J'ai essayé - à maintes reprises - d'engager la discussion avec Maia pour lui ouvrir les yeux sur Dylan. Mais, à chaque fois, le même scénario revient en boucle : je finis par me raviser en prétextant que ce n'est pas le bon moment. Je n'aurais jamais pensé que ma découverte de la nuit dernière serait aussi délicate à avouer. Parfois, mieux vaut une vérité blessante plutôt qu'un mensonge réconfortant.

À l'heure du midi, je me débrouille pour retrouver Maia à la cafétéria. Comme à son habitude, celle-ci se met à me parler d'une rumeur qui court - cette fois-ci - sur son professeur d'anglais. Apparemment, il aurait une aventure avec une de ses étudiantes. Je lui prête une oreille attentive sans pour autant perdre de vue mon véritable objectif. J'inspire un bon coup.

Allez, lance-toi !

- Tu sais, Maia, je...

Bordel.

Je m'interromps promptement quand Dylan en personne, sortit de nulle part, s'incruste sur la chaise libre à côté de Maia. Il a un gros pansement collé sur l'arête du nez et des contusions virant au violacé sous les yeux ; il n'est pas beau à voir. Curieusement, j'espère qu'il souffre.

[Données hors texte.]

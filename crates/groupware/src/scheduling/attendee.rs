//! Attendee-side reply planning (spec C5): turns a local attendee's
//! `PARTSTAT` change (or delegation, or per-instance decline) into the
//! `REPLY`/`CANCEL` messages the organizer and any delegates need.

use crate::scheduling::{
    Email, InstanceId, ItipEntryValue, ItipError, ItipMessage, ItipSnapshot, ItipSnapshots,
    itip::{ItipExportAs, can_attendee_modify_property, itip_add_tz, itip_build_envelope, itip_export_component},
    organizer::organizer_request_full,
};
use ahash::AHashSet;
use calcard::{
    common::PartialDateTime,
    icalendar::{
        ICalendar, ICalendarComponent, ICalendarComponentType, ICalendarMethod, ICalendarParameter,
        ICalendarParticipationStatus, ICalendarProperty, ICalendarValue,
    },
};

/// Diffs the local attendee's view of `new_itip` against `old_itip` and
/// builds the resulting `REPLY` (plus any delegate `REQUEST`s).
pub(crate) fn attendee_handle_update(
    prod_id: &str,
    new_ical: &ICalendar,
    old_itip: ItipSnapshots<'_>,
    new_itip: ItipSnapshots<'_>,
) -> Result<Vec<ItipMessage<ICalendar>>, ItipError> {
    let dt_stamp = PartialDateTime::now();
    let mut message = ICalendar {
        components: Vec::with_capacity(2),
    };
    message.components.push(itip_build_envelope(ICalendarMethod::Reply, prod_id));

    let mut mail_from = None;
    let mut email_rcpt = AHashSet::new();
    let mut new_delegates = AHashSet::new();

    for (instance_id, instance) in &new_itip.components {
        if let Some(old_instance) = old_itip.components.get(instance_id) {
            match (instance.local_attendee(), old_instance.local_attendee()) {
                (Some(local_attendee), Some(old_local_attendee))
                    if local_attendee.email == old_local_attendee.email =>
                {
                    let mut send_update = false;
                    for new_entry in instance.entries.difference(&old_instance.entries) {
                        match (new_entry.name, &new_entry.value) {
                            (ICalendarProperty::Exdate, ItipEntryValue::DateTime(date))
                                if instance_id == &InstanceId::Main =>
                            {
                                if let Some((mut cancel_comp, attendee_email)) = attendee_decline(
                                    instance_id,
                                    &old_itip,
                                    old_instance,
                                    &dt_stamp,
                                    &mut email_rcpt,
                                    false,
                                ) {
                                    cancel_comp.entries.push(date.to_entry(ICalendarProperty::RecurrenceId));

                                    let comp_id = message.components.len() as u32;
                                    message.components[0].component_ids.push(comp_id);
                                    message.components.push(cancel_comp);
                                    mail_from = Some(attendee_email.email.clone());
                                }
                            }
                            _ => {
                                if !can_attendee_modify_property(&instance.comp.component_type, new_entry.name) {
                                    return Err(ItipError::CannotModifyProperty(new_entry.name.clone()));
                                }
                                send_update = send_update
                                    || (instance.comp.component_type == ICalendarComponentType::VTodo
                                        && matches!(
                                            new_entry.name,
                                            ICalendarProperty::Status
                                                | ICalendarProperty::PercentComplete
                                                | ICalendarProperty::Completed
                                        ));
                            }
                        }
                    }

                    if local_attendee.is_server_scheduling
                        && ((local_attendee.part_stat != old_local_attendee.part_stat)
                            || local_attendee.force_send.is_some()
                            || send_update)
                    {
                        let mut attendee_entry_uids = vec![local_attendee.entry_id];
                        let old_delegates = old_instance
                            .external_attendees()
                            .filter(|a| a.is_delegated_from(old_local_attendee))
                            .map(|a| a.email.email.as_str())
                            .collect::<AHashSet<_>>();
                        for external_attendee in instance.external_attendees() {
                            if external_attendee.is_delegated_from(local_attendee) {
                                if external_attendee.send_invite_messages()
                                    && !old_delegates.contains(external_attendee.email.email.as_str())
                                {
                                    new_delegates.insert(external_attendee.email.email.clone());
                                }
                            } else if external_attendee.is_delegated_to(local_attendee) {
                                if external_attendee.send_update_messages() {
                                    email_rcpt.insert(external_attendee.email.email.as_str());
                                }
                            } else {
                                continue;
                            }
                            attendee_entry_uids.push(external_attendee.entry_id);
                        }

                        let comp_id = message.components.len() as u32;
                        message.components[0].component_ids.push(comp_id);
                        message.components.push(itip_export_component(
                            instance.comp,
                            new_itip.uid,
                            &dt_stamp,
                            instance.sequence.unwrap_or_default(),
                            ItipExportAs::Attendee(attendee_entry_uids),
                        ));
                        mail_from = Some(local_attendee.email.email.clone());
                    }

                    for removed_entry in old_instance.entries.difference(&instance.entries) {
                        if !can_attendee_modify_property(&instance.comp.component_type, removed_entry.name) {
                            return Err(ItipError::CannotModifyProperty(removed_entry.name.clone()));
                        }
                    }
                }
                _ => return Err(ItipError::CannotModifyAddress),
            }
        } else if let Some(local_attendee) = instance.local_attendee().filter(|_| instance_id != &InstanceId::Main) {
            let mut attendee_entry_uids = vec![local_attendee.entry_id];
            for external_attendee in instance.external_attendees() {
                if external_attendee.is_delegated_from(local_attendee) {
                    if external_attendee.send_invite_messages() {
                        new_delegates.insert(external_attendee.email.email.clone());
                    }
                } else if external_attendee.is_delegated_to(local_attendee) {
                    if external_attendee.send_update_messages() {
                        email_rcpt.insert(external_attendee.email.email.as_str());
                    }
                } else {
                    continue;
                }
                attendee_entry_uids.push(external_attendee.entry_id);
            }

            let comp_id = message.components.len() as u32;
            message.components[0].component_ids.push(comp_id);
            message.components.push(itip_export_component(
                instance.comp,
                new_itip.uid,
                &dt_stamp,
                instance.sequence.unwrap_or_default(),
                ItipExportAs::Attendee(attendee_entry_uids),
            ));
            mail_from = Some(local_attendee.email.email.clone());
        } else {
            return Err(ItipError::CannotModifyInstance);
        }
    }

    for (instance_id, old_instance) in &old_itip.components {
        if !new_itip.components.contains_key(instance_id) {
            if instance_id != &InstanceId::Main && old_instance.has_local_attendee() {
                if let Some((cancel_comp, attendee_email)) =
                    attendee_decline(instance_id, &old_itip, old_instance, &dt_stamp, &mut email_rcpt, false)
                {
                    let comp_id = message.components.len() as u32;
                    message.components[0].component_ids.push(comp_id);
                    message.components.push(cancel_comp);
                    mail_from = Some(attendee_email.email.clone());
                }
            } else {
                return Err(ItipError::CannotModifyInstance);
            }
        }
    }

    if let Some(from) = mail_from {
        email_rcpt.insert(new_itip.organizer.email.email.as_str());

        itip_add_tz(&mut message, new_ical);

        let mut responses = vec![ItipMessage {
            method: ICalendarMethod::Reply,
            from: from.clone(),
            from_organizer: false,
            to: email_rcpt.into_iter().map(|e| e.to_string()).collect(),
            changed_properties: vec![],
            message,
        }];

        if !new_delegates.is_empty() {
            let new_delegates: Vec<String> = new_delegates.into_iter().collect();
            if let Ok(messages_) = organizer_request_full(prod_id, new_ical, &new_itip, None, true) {
                for mut message in messages_ {
                    message.from = from.clone();
                    message.to = new_delegates.clone();
                    message.from_organizer = false;
                    responses.push(message);
                }
            }
        }

        Ok(responses)
    } else {
        Err(ItipError::NothingToSend)
    }
}

/// Builds the `REPLY;PARTSTAT=DECLINED` component for the local attendee of
/// `comp`, or `None` if there's no local attendee entitled to decline (no
/// `RSVP`, already declined without force-send, etc). Also used by
/// `itip_cancel`/`organizer_handle_update` for removed-instance cleanup.
pub(crate) fn attendee_decline<'x>(
    instance_id: &'x InstanceId,
    itip: &'x ItipSnapshots<'x>,
    comp: &'x ItipSnapshot<'x>,
    dt_stamp: &PartialDateTime,
    email_rcpt: &mut AHashSet<&'x str>,
    skip_needs_action: bool,
) -> Option<(ICalendarComponent, &'x Email)> {
    let component = comp.comp;
    let mut cancel_comp = ICalendarComponent {
        component_type: component.component_type.clone(),
        entries: Vec::with_capacity(5),
        component_ids: vec![],
    };

    let mut local_attendee = None;
    let mut delegated_from = None;

    for attendee in &comp.attendees {
        if attendee.email.is_local {
            if attendee.is_server_scheduling
                && attendee.rsvp.is_none_or(|rsvp| rsvp)
                && match attendee.part_stat {
                    Some(ICalendarParticipationStatus::Declined | ICalendarParticipationStatus::Delegated) => {
                        attendee.force_send.is_some()
                    }
                    Some(ICalendarParticipationStatus::NeedsAction) => !skip_needs_action,
                    _ => true,
                }
            {
                local_attendee = Some(attendee);
            }
        } else if attendee.delegated_to.iter().any(|d| d.is_local) {
            cancel_comp.entries.push(component.entries[attendee.entry_id as usize].clone());
            delegated_from = Some(attendee.email.email.as_str());
        }
    }

    local_attendee.map(|local_attendee| {
        cancel_comp.add_property(
            ICalendarProperty::Organizer,
            ICalendarValue::Text(itip.organizer.email.to_string()),
        );
        cancel_comp.add_property_with_params(
            ICalendarProperty::Attendee,
            [ICalendarParameter::partstat(ICalendarParticipationStatus::Declined)],
            ICalendarValue::Text(local_attendee.email.to_string()),
        );
        cancel_comp.add_uid(itip.uid);
        cancel_comp.add_dtstamp(dt_stamp.clone());
        cancel_comp.add_sequence(comp.sequence.unwrap_or_default());
        cancel_comp.entries.extend(component.entries.iter().filter(|e| {
            matches!(
                e.name,
                ICalendarProperty::Dtstart
                    | ICalendarProperty::Dtend
                    | ICalendarProperty::Duration
                    | ICalendarProperty::Due
                    | ICalendarProperty::Description
                    | ICalendarProperty::Summary
            )
        }).cloned());

        if let InstanceId::Recurrence(recurrence_id) = instance_id {
            cancel_comp.entries.push(component.entries[recurrence_id.entry_id as usize].clone());
        }
        if let Some(delegated_from) = delegated_from {
            email_rcpt.insert(delegated_from);
        }

        (cancel_comp, &local_attendee.email)
    })
}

- Bonjour, bébé, roucoule-t-il gaiement.

Intérieurement, je grimace de dégoût.

- Oh, mon Dieu ! s'écrie Maia, choquée, une main plaquée devant la bouche. Qu'est-ce qu'il t'est arrivé au visage ?

- Juste un accrochage, rien de grave, explique-t-il sans entrer dans les détails.

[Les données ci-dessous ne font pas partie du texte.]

use calcard::icalendar::ICalendar;
use types::{address::CalAddress, DocumentId, TimeRange};

/// A scheduling object as the calendar store holds it: the iCalendar body
/// plus the identifiers scheduling needs to find it again and to merge a
/// later delivery into it (C6).
#[derive(Debug, Clone)]
pub struct StoredEvent {
    pub document_id: DocumentId,
    pub ical: ICalendar,
}

/// Read/write access to a calendar user's events and scheduling inbox. The
/// full calendar store (locking, properties, sync tokens, sharing) is out
/// of scope; this is the slice C6 and C7 touch.
#[async_trait::async_trait]
pub trait EventStore: Send + Sync {
    /// Looks up the stored event with `uid` in `account`'s calendar, if any.
    /// A `REPLY`/`CANCEL` that names a UID with no match here is a 5.2
    /// `PermFail` (spec §4.6).
    async fn find_by_uid(&self, account: &CalAddress, uid: &str) -> trc::Result<Option<StoredEvent>>;

    /// Creates a new stored event (an incoming `REQUEST` with no prior UID
    /// match).
    async fn create(&self, account: &CalAddress, ical: ICalendar) -> trc::Result<DocumentId>;

    /// Overwrites a stored event after C6 merges a delivery into it.
    async fn save(&self, account: &CalAddress, event: StoredEvent) -> trc::Result<()>;

    /// Deletes the stored event entirely (a `CANCEL` of the whole series).
    async fn delete(&self, account: &CalAddress, document_id: DocumentId) -> trc::Result<()>;

    /// Drops a scheduling notification into `account`'s Scheduling Inbox
    /// collection, independent of whether the merge into the calendar
    /// itself succeeded — attendees/organizers always get a record of what
    /// arrived.
    async fn write_inbox_item(&self, account: &CalAddress, ical: ICalendar) -> trc::Result<()>;

    /// Every busy/tentative/confirmed interval of `account`'s calendar that
    /// overlaps `window`, for the local half of C7's `VFREEBUSY` federation.
    async fn busy_time(
        &self,
        account: &CalAddress,
        window: TimeRange,
    ) -> trc::Result<Vec<BusyInterval>>;
}

#[derive(Debug, Clone, Copy, PartialEq, Eq)]
pub struct BusyInterval {
    pub range: TimeRange,
    pub status: BusyStatus,
}

#[derive(Debug, Clone, Copy, PartialEq, Eq)]
pub enum BusyStatus {
    Busy,
    BusyTentative,
    BusyUnavailable,
}

#[cfg(any(test, feature = "test_mode"))]
pub mod test_support {
    use super::*;
    use ahash::AHashMap;
    use tokio::sync::Mutex;

    #[derive(Default)]
    pub struct FakeEventStore {
        events: Mutex<AHashMap<(String, DocumentId), StoredEvent>>,
        inbox: Mutex<AHashMap<String, Vec<ICalendar>>>,
        busy: Mutex<AHashMap<String, Vec<BusyInterval>>>,
        next_id: Mutex<DocumentId>,
    }

    impl FakeEventStore {
        pub async fn inbox_of(&self, account: &CalAddress) -> Vec<ICalendar> {
            self.inbox
                .lock()
                .await
                .get(account.as_str())
                .cloned()
                .unwrap_or_default()
        }

        pub async fn set_busy(&self, account: &CalAddress, intervals: Vec<BusyInterval>) {
            self.busy
                .lock()
                .await
                .insert(account.as_str().to_string(), intervals);
        }
    }

    #[async_trait::async_trait]
    impl EventStore for FakeEventStore {
        async fn find_by_uid(
            &self,
            account: &CalAddress,
            uid: &str,
        ) -> trc::Result<Option<StoredEvent>> {
            use calcard::icalendar::{ICalendarProperty, ICalendarValue};

            let events = self.events.lock().await;
            Ok(events
                .iter()
                .find(|((acc, _), event)| {
                    acc == account.as_str()
                        && event.ical.components.iter().any(|c| {
                            c.entries.iter().any(|entry| {
                                entry.name == ICalendarProperty::Uid
                                    && entry
                                        .values
                                        .iter()
                                        .any(|v| matches!(v, ICalendarValue::Text(t) if t == uid))
                            })
                        })
                })
                .map(|(_, event)| event.clone()))
        }

        async fn create(&self, account: &CalAddress, ical: ICalendar) -> trc::Result<DocumentId> {
            let mut next_id = self.next_id.lock().await;
            let id = *next_id;
            *next_id += 1;
            self.events
                .lock()
                .await
                .insert((account.as_str().to_string(), id), StoredEvent { document_id: id, ical });
            Ok(id)
        }

        async fn save(&self, account: &CalAddress, event: StoredEvent) -> trc::Result<()> {
            self.events
                .lock()
                .await
                .insert((account.as_str().to_string(), event.document_id), event);
            Ok(())
        }

        async fn delete(&self, account: &CalAddress, document_id: DocumentId) -> trc::Result<()> {
            self.events
                .lock()
                .await
                .remove(&(account.as_str().to_string(), document_id));
            Ok(())
        }

        async fn write_inbox_item(&self, account: &CalAddress, ical: ICalendar) -> trc::Result<()> {
            self.inbox
                .lock()
                .await
                .entry(account.as_str().to_string())
                .or_default()
                .push(ical);
            Ok(())
        }

        async fn busy_time(
            &self,
            account: &CalAddress,
            window: TimeRange,
        ) -> trc::Result<Vec<BusyInterval>> {
            Ok(self
                .busy
                .lock()
                .await
                .get(account.as_str())
                .cloned()
                .unwrap_or_default()
                .into_iter()
                .filter(|i| window.overlaps(i.range.start, i.range.end))
                .collect())
        }
    }
}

Son regard glisse sur moi, et il fait comme si de rien n'était. Comme si je ne l'avais pas surpris avec cette pimbêche. Je me retiens de lui jeter mon verre d'eau à la tête.

- Tu voulais me dire quelque chose, Abby ? s'enquiert Maia en me redonnant toute son attention.

C'est le moment où je suis censée acquiescer et cracher le morceau que je peine à faire sortir depuis ce matin. Au lieu de quoi, je mens avec brio.

- Oh, heu... j'ai oublié.

- Sacré, Abby ! plaisante Dylan avec un éclat de rire. Tu as la mémoire drôlement courte.

Il se montre extrêmement confiant pour quelqu'un qui devrait se sentir, au contraire, inquiet. Je redouble de haine mais ne riposte pas.

- Je vous laisse, dis-je à voix basse, au bout de cinq minutes passées à faire mine de m'intéresser à leur conversation. À plus tard, Maia.

Cette dernière m'adresse un signe affirmatif puis retourne à sa discussion avec Dylan.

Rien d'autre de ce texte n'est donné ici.